Let S be a $\mathbf{multi}$ set of integers such that:
$$S = \left \{\min(\mathbf{C}, a + b - 1) | a \in \left [ \mathbf{A} \right ], b \in \left [ \mathbf{B} \right ] \right \}$$
Note that $\mathbf{A}$, $\mathbf{B}$ and $\mathbf{C}$ are positive integers and we know $\mathbf{A} \leq \mathbf{B} \leq \mathbf{C}$
Also $\left [ x \right ]$ stands for $\left \{ 1, 2, 3, \cdots , x \right \}$
Can you figure out sum of all S elements using $\mathbf{A}$, $\mathbf{B}$ and $\mathbf{C}$ as parameters?

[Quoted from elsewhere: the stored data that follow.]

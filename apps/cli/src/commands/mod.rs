//! # Commands Module
//!
//! One async function per `khata` subcommand.
//!
//! ## Command Organization
//! ```text
//! commands/
//! ├── mod.rs       ◄─── You are here (shared persist helper)
//! ├── sale.rs      ◄─── add / edit / delete / delete-all / list sales
//! ├── creditor.rs  ◄─── list creditors, lookup by phone, record payment
//! ├── payment.rs   ◄─── payment log
//! ├── expense.rs   ◄─── add / delete / list expenses
//! ├── report.rs    ◄─── summary and breakdowns (password)
//! ├── data.rs      ◄─── clear / export / import (password for clear, import)
//! └── config.rs    ◄─── show effective configuration
//! ```
//!
//! ## How a Mutating Command Works
//! ```text
//! ┌─────────────────────────────────────────────────────────────────────────┐
//! │                    Command Flow                                         │
//! │                                                                         │
//! │  db.books().load_all()          four collections → Books               │
//! │         │                                                               │
//! │         ▼                                                               │
//! │  khata_core operation           validate, mutate Books, or Err         │
//! │         │                         (Err: nothing saved, ApiError)        │
//! │         ▼                                                               │
//! │  persist(db, &books)            save_all in one transaction            │
//! │         │                         (Err: logged, durable = false)        │
//! │         ▼                                                               │
//! │  Saved { data, durable }        printed as JSON                        │
//! └─────────────────────────────────────────────────────────────────────────┘
//! ```

pub mod config;
pub mod creditor;
pub mod data;
pub mod expense;
pub mod payment;
pub mod report;
pub mod sale;

use serde::Serialize;
use tracing::error;

use khata_core::Books;

use crate::state::DbState;

/// Result of a mutating command.
#[derive(Debug, Clone, Serialize)]
#[serde(rename_all = "camelCase")]
pub struct Saved<T> {
    pub data: T,
    /// False when the change was applied but could not be written.
    pub durable: bool,
}

/// Writes the books back. A failed write is logged, not returned.
pub(crate) async fn persist(db: &DbState, books: &Books) -> bool {
    match db.inner().books().save_all(books).await {
        Ok(()) => true,
        Err(e) => {
            error!(error = %e, "Failed to save books; change is not durable");
            false
        }
    }
}

pub(crate) async fn saved<T>(db: &DbState, books: &Books, data: T) -> Saved<T> {
    let durable = persist(db, books).await;
    Saved { data, durable }
}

If $C \ge A+B-1$, then the min against $C$ will have no effect and the sum just reduces to $$\sum_{a=1}^A \sum_{b=1}^B (a + b - 1) = BA(A+1)/2 + AB(B+1)/2 - AB = AB(A+B)/2.$$
Let’s assume now that $A \le B \le C < A+B-1$. Then some of the values $a+b-1$ get replaced by the smaller $C$, so we just need to add up the deficits and subtract this from the previous total $AB(A+B)/2$.

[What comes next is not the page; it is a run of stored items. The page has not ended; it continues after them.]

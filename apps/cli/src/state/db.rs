//! # Database State
//!
//! Wraps the `Database` connection for use in commands.
//!
//! ## Usage in Commands
//! ```rust,ignore
//! pub async fn list_creditors(db: &DbState, config: &ConfigState) -> Result<CreditorList, ApiError> {
//!     let books = db.inner().books().load_all().await;
//!     Ok(CreditorList::new(&books, config))
//! }
//! ```

use khata_db::{Database, DbConfig, DbResult};

/// Wrapper around `Database` handed to every command.
#[derive(Debug)]
pub struct DbState {
    db: Database,
}

impl DbState {
    /// Creates a new DbState wrapping the database connection.
    pub fn new(db: Database) -> Self {
        DbState { db }
    }

    /// Opens a fresh in-memory database. Used by command tests.
    pub async fn in_memory() -> DbResult<Self> {
        Ok(DbState::new(Database::new(DbConfig::in_memory()).await?))
    }

    /// Returns a reference to the inner Database.
    pub fn inner(&self) -> &Database {
        &self.db
    }
}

It’s not hard to see that there is one value with maximum deficit $A+B-C-1$, two values with the next highest deficit $A+B-C-2$, etc., down to the minimum possible deficit of $1$ which occurs $A+B-C-1$ times (note that the assumption $A,B\le C$ is essential here, otherwise our count would be too high). The total deficit is thus simply $f(A+B-C)$, where
$$f(n) =\sum_{k=1}^n k(n-k) = (n^3-n)/6.$$
So the sum of the multi set $S$ is:
$$\tfrac12 AB(A+B) - \tfrac16 ((A+B-C)^3 - (A+B-C)),$$
unless $A+B-C < 0$, in which case you can discard the second term.